Wow. I give you credit for staying calm after reading all you've been through with him but it is the best way for him to see how serious you are.

Between the drinking/drugs and then turning to gaming, it really sounds as though he has an addictive personality and did trade one addiction for the other. If so, he will have a difficult time stepping up to the plate until he decides he wants to get help with his addictions & learns to replace them with positive things. The drinking/drugs/gaming have allowed him to mentally check out from being a husband/father and until he realizes how hurtful that has been to you and the children, I'm afraid he will just be scrambling for a quick fix vs. really trying to change to become a better man.

My first marriage ended for many of the same issues you've listed and although he panicked and promised change, he remarried 2 months after we divorced and went right back to his old ways (I feel for his wife) I remarried several years later and we've had our bumps in the road but we have both made an effort to keep our marriage on the top of the priority list.

It was actually easier being a single mom than living with my ex walking on eggshells so the kids wouldn't annoy him & the out of control spending on gadgets, etc. It was not easy working full-time with 3 young children but I got used to it. Before it was like a bucket with a hole in it...never seemed to get ahead because if he saw some excess $ it was spent on some useless gadget of the week.

Even now when I need to go out of town for work, I will set up frozen dinners, long notes for my husband (stepdad to my 3 kids) and the kids about the schedules, etc. to make it easier on them only to find when I get back he decided to cook for them one night and take them out for pizza the next...and it is such a relief to know he truly looks out for them when I'm not here.

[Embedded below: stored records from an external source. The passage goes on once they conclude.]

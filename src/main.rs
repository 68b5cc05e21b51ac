use anyhow::Result;
use std::{env, path::PathBuf};
use tabload::{config::Config, pipeline};
use tracing::info;
use tracing_subscriber::{fmt, EnvFilter};

fn main() -> Result<()> {
    // ─── 1) init logging ─────────────────────────────────────────────
    let env = EnvFilter::try_from_default_env().unwrap_or_else(|_| EnvFilter::new("info"));
    fmt::Subscriber::builder()
        .with_env_filter(env)
        .with_span_events(fmt::format::FmtSpan::CLOSE)
        .init();
    info!("startup");

    // ─── 2) configuration ────────────────────────────────────────────
    let cfg = match env::args().nth(1).map(PathBuf::from) {
        Some(path) => {
            info!(path = %path.display(), "loading config");
            Config::from_path(&path)?
        }
        None => Config::default(),
    };
    info!(
        source_dir = %cfg.source_dir.display(),
        test_mode = cfg.test_mode,
        table = %cfg.database.table,
        "configured"
    );

    // ─── 3) discover, load, aggregate, write ─────────────────────────
    let source = cfg.file_source();
    let report = pipeline::write(None, &cfg, source.as_ref())?;

    info!(
        table = %report.table,
        rows = report.rows,
        columns = report.columns,
        elapsed = ?report.elapsed,
        "all done"
    );
    Ok(())
}
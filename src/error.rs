// src/error.rs

use std::path::PathBuf;
use thiserror::Error;

/// Failure kinds raised by the pipeline itself. Library errors (io, csv,
/// arrow, duckdb, ...) are carried through `anyhow` with context instead.
#[derive(Error, Debug)]
pub enum EtlError {
    #[error("unsupported file type {extension:?} for {path}")]
    UnsupportedType { path: PathBuf, extension: String },

    #[error("column set of {file} does not match the first input (missing {missing:?}, unexpected {unexpected:?})")]
    SchemaMismatch {
        file: String,
        missing: Vec<String>,
        unexpected: Vec<String>,
    },

    #[error("cannot cast {value:?} in column {column} (row {row}) to float64")]
    Coercion {
        column: String,
        row: usize,
        value: String,
    },

    #[error("cannot insert column {0}, it already exists")]
    DuplicateColumn(String),

    #[error("no tables to concatenate")]
    NoInputs,

    #[error("column {column} has {found} rows, expected {expected}")]
    RaggedTable {
        column: String,
        expected: usize,
        found: usize,
    },

    #[error("column {column} is not normalized: {reason}")]
    NotNormalized { column: String, reason: String },

    #[error("table has no columns to insert")]
    EmptySchema,
}
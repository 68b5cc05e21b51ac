pub mod aggregate;
pub mod config;
pub mod discover;
pub mod duck;
pub mod error;
pub mod load;
pub mod normalize;
pub mod pipeline;
pub mod snapshot;
pub mod table;

pub use config::{ColumnPolicy, ColumnType, Config};
pub use error::EtlError;
pub use table::{Column, ColumnData, Table, Value};
//! Data models for the trip journal.
//!
//! Field names follow the camelCase JSON the mobile client exchanges with the backend.

mod activity;
mod auth;
mod trip;

pub use activity::*;
pub use auth::*;
pub use trip::*;
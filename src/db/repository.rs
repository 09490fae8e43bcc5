//! Trip dataset repository.
//!
//! Reads share a lock; every mutation holds the write lock across the disk write, so mutations
//! are applied one at a time and a failed write leaves the in-memory dataset untouched.

use std::path::PathBuf;

use tokio::sync::RwLock;

use crate::errors::AppError;
use crate::models::{Activity, CreateTripRequest, Trip, TripStatistics};

/// Number of trips served by the upcoming-trips listing.
pub const UPCOMING_LIMIT: usize = 3;

/// Repository for all dataset operations.
pub struct Repository {
    trips: RwLock<Vec<Trip>>,
    activities: Vec<Activity>,
    trips_path: PathBuf,
}

impl Repository {
    pub fn new(trips: Vec<Trip>, activities: Vec<Activity>, trips_path: PathBuf) -> Self {
        Self {
            trips: RwLock::new(trips),
            activities,
            trips_path,
        }
    }

    /// List all trips in stored order.
    pub async fn list_trips(&self) -> Vec<Trip> {
        self.trips.read().await.clone()
    }

    /// Get a trip by ID.
    pub async fn get_trip(&self, id: &str) -> Option<Trip> {
        self.trips.read().await.iter().find(|t| t.id == id).cloned()
    }

    /// The first trips in stored order. No date ordering is applied.
    pub async fn upcoming_trips(&self) -> Vec<Trip> {
        self.trips
            .read()
            .await
            .iter()
            .take(UPCOMING_LIMIT)
            .cloned()
            .collect()
    }

    pub fn list_activities(&self) -> Vec<Activity> {
        self.activities.clone()
    }

    /// Recompute statistics from the current trips.
    pub async fn statistics(&self) -> TripStatistics {
        TripStatistics::from_trips(&self.trips.read().await)
    }

    /// Create a trip with a fresh server ID and persist the dataset.
    pub async fn create_trip(&self, request: &CreateTripRequest) -> Result<Trip, AppError> {
        let trip = Trip::from_request(uuid::Uuid::new_v4().to_string(), request);

        let mut trips = self.trips.write().await;
        let mut next = trips.clone();
        next.push(trip.clone());
        self.persist(&next).await?;
        *trips = next;

        tracing::info!("Created trip {} ({})", trip.id, trip.title);
        Ok(trip)
    }

    /// Append a photo to a trip and persist the dataset.
    ///
    /// A missing or empty `uri` leaves the photos unchanged.
    pub async fn add_photo(&self, id: &str, uri: Option<&str>) -> Result<Vec<String>, AppError> {
        let mut trips = self.trips.write().await;
        let idx = trips
            .iter()
            .position(|t| t.id == id)
            .ok_or_else(AppError::trip_not_found)?;

        let mut next = trips.clone();
        if let Some(uri) = uri.filter(|u| !u.is_empty()) {
            next[idx].photos.push(uri.to_string());
        }
        self.persist(&next).await?;
        *trips = next;

        Ok(trips[idx].photos.clone())
    }

    async fn persist(&self, trips: &[Trip]) -> Result<(), AppError> {
        let bytes = serde_json::to_vec_pretty(trips)?;
        super::write_atomic(&self.trips_path, &bytes)
            .await
            .map_err(|e| {
                tracing::error!("Failed to persist trips to {:?}: {}", self.trips_path, e);
                AppError::Persistence(format!("Failed to persist trips: {}", e))
            })
    }
}
//! REST API module.
//!
//! Handlers for every mock backend endpoint. Listings are wrapped in a `{ "data": ... }` envelope.

mod activities;
mod auth;
mod trips;
mod uploads;

pub use activities::*;
pub use auth::*;
pub use trips::*;
pub use uploads::*;

use axum::{
    body::Bytes,
    extract::{FromRequest, Request},
    http::StatusCode,
    response::{IntoResponse, Response},
    Json,
};
use serde::{de::DeserializeOwned, Deserialize, Serialize};

use crate::errors::AppError;

/// Success response envelope.
#[derive(Debug, Serialize, Deserialize)]
pub struct DataResponse<T> {
    pub data: T,
}

impl<T: Serialize> DataResponse<T> {
    pub fn new(data: T) -> Self {
        Self { data }
    }
}

impl<T: Serialize> IntoResponse for DataResponse<T> {
    fn into_response(self) -> Response {
        (StatusCode::OK, Json(self)).into_response()
    }
}

/// JSON request body that reports failures as [`AppError::BadRequest`].
///
/// An empty body deserializes as `T::default()`, so handlers apply their own field checks.
#[derive(Debug)]
pub struct JsonBody<T>(pub T);

impl<S, T> FromRequest<S> for JsonBody<T>
where
    T: DeserializeOwned + Default,
    S: Send + Sync,
{
    type Rejection = AppError;

    async fn from_request(req: Request, state: &S) -> Result<Self, Self::Rejection> {
        let bytes = Bytes::from_request(req, state)
            .await
            .map_err(|e| AppError::BadRequest(e.body_text()))?;

        if bytes.iter().all(u8::is_ascii_whitespace) {
            return Ok(JsonBody(T::default()));
        }

        serde_json::from_slice(&bytes)
            .map(JsonBody)
            .map_err(|e| AppError::BadRequest(format!("Invalid request body: {}", e)))
    }
}

/// Response type that can be either success or error.
pub type ApiResult<T> = Result<T, AppError>;

/// Wrap data in the success envelope.
pub fn success<T: Serialize>(data: T) -> ApiResult<DataResponse<T>> {
    Ok(DataResponse::new(data))
}
//! Activity feed entries.

use serde::{Deserialize, Serialize};

/// A read-only activity feed entry. Its identity is its position in the feed.
#[derive(Debug, Clone, Serialize, Deserialize, PartialEq)]
pub struct Activity {
    /// Tag used by the client to pick a display icon.
    #[serde(rename = "type")]
    pub kind: String,
    pub description: String,
    /// Display timestamp, shown as-is.
    #[serde(default)]
    pub time: String,
}
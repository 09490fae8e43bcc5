//! Trip Journal
//!
//! A mock travel-journal backend (trips, activities, statistics, uploads, mock auth) persisted to
//! flat JSON files, and the offline-aware client data layer that talks to it.

pub mod api;
pub mod auth;
pub mod client;
pub mod config;
pub mod db;
pub mod errors;
pub mod models;

use std::sync::Arc;

use axum::{
    extract::DefaultBodyLimit,
    middleware,
    response::IntoResponse,
    routing::{get, post},
    Json, Router,
};
use serde::{Deserialize, Serialize};
use tower_http::cors::{Any, CorsLayer};
use tower_http::services::ServeDir;
use tower_http::trace::TraceLayer;

use auth::TokenIssuer;
use config::Config;
use db::Repository;
use errors::{messages, AppError};

/// Application state shared across all handlers.
#[derive(Clone)]
pub struct AppState {
    pub repo: Arc<Repository>,
    pub tokens: Arc<TokenIssuer>,
    pub config: Arc<Config>,
}

impl AppState {
    pub fn new(repo: Repository, config: Config) -> Self {
        let tokens = TokenIssuer::new(&config.jwt_secret, &config.jwt_refresh_secret);
        Self {
            repo: Arc::new(repo),
            tokens: Arc::new(tokens),
            config: Arc::new(config),
        }
    }
}

/// Create the application router with all routes.
pub fn create_router(state: AppState) -> Router {
    // CORS configuration
    let cors = CorsLayer::new()
        .allow_origin(Any)
        .allow_methods(Any)
        .allow_headers(Any);

    let tokens = state.tokens.clone();

    // Bearer-protected routes
    let protected_routes = Router::new()
        .route("/auth/logout", post(api::logout))
        .route("/trips", get(api::list_trips).post(api::create_trip))
        .route("/trips/{id}", get(api::get_trip))
        .route("/trips/{id}/photos", post(api::add_photo))
        .route("/trips-upcoming", get(api::upcoming_trips))
        .route("/activities", get(api::list_activities))
        .route("/stats", get(api::get_statistics))
        .route_layer(middleware::from_fn(move |req, next| {
            auth::bearer_auth_layer(tokens.clone(), req, next)
        }));

    // Open routes
    let public_routes = Router::new()
        .route("/health", get(health_check))
        .route("/auth/register", post(api::register))
        .route("/auth/login", post(api::login))
        .route("/auth/refresh", post(api::refresh));

    // POST /uploads stores a file; anything below /uploads/ is served from disk
    let upload_routes = Router::new()
        .route("/", post(api::upload_file))
        .fallback_service(ServeDir::new(&state.config.uploads_dir))
        .layer(DefaultBodyLimit::max(api::MAX_UPLOAD_BYTES));

    Router::new()
        .merge(public_routes)
        .merge(protected_routes)
        .nest("/uploads", upload_routes)
        .fallback(not_found)
        .layer(cors)
        .layer(TraceLayer::new_for_http())
        .with_state(state)
}

/// Health check body.
#[derive(Debug, Serialize, Deserialize)]
pub struct HealthResponse {
    pub ok: bool,
    pub ts: i64,
}

/// Health check endpoint.
async fn health_check() -> Json<HealthResponse> {
    Json(HealthResponse {
        ok: true,
        ts: chrono::Utc::now().timestamp_millis(),
    })
}

async fn not_found() -> impl IntoResponse {
    AppError::NotFound(messages::ROUTE_NOT_FOUND.to_string())
}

That's the sort of man I want my daughter to see and expect to meet one day. Your H needs a serious wake-up call....I hope this does it for him but if the drinking/drugs/gaming are still going on his priorities are still skewed and he may backslide fairly quickly.


----------



## *Aceso* (Oct 25, 2008)

> Wow. I give you credit for staying calm after reading all you've been through with him but it is the best way for him to see how serious you are.


Thank you.  I think I am passed the anger and yelling and screaming and as it never worked before I decided whatever happens I am going to be happy and my kids are going to have a better life, one way or another. 



> I'm afraid he will just be scrambling for a quick fix vs. really trying to change to become a better man.


That's exactly what I was thinking. When I told him few weeks ago that things have to change he was good for a while but then went back to his old ways. And he always tries to "scare" me with some childish threats like "If this is the end I will quit my job so you get no child support." or "Maybe I should kill myself. THat would be the best thing for everyone." Actually he tried the "suicide" thing on me yesterday and I just calmly told him that he might be right. I think that really shocked him because he kept telling me that he is willing to change. He's like a little kid. He'll try anything to get things his way. No more.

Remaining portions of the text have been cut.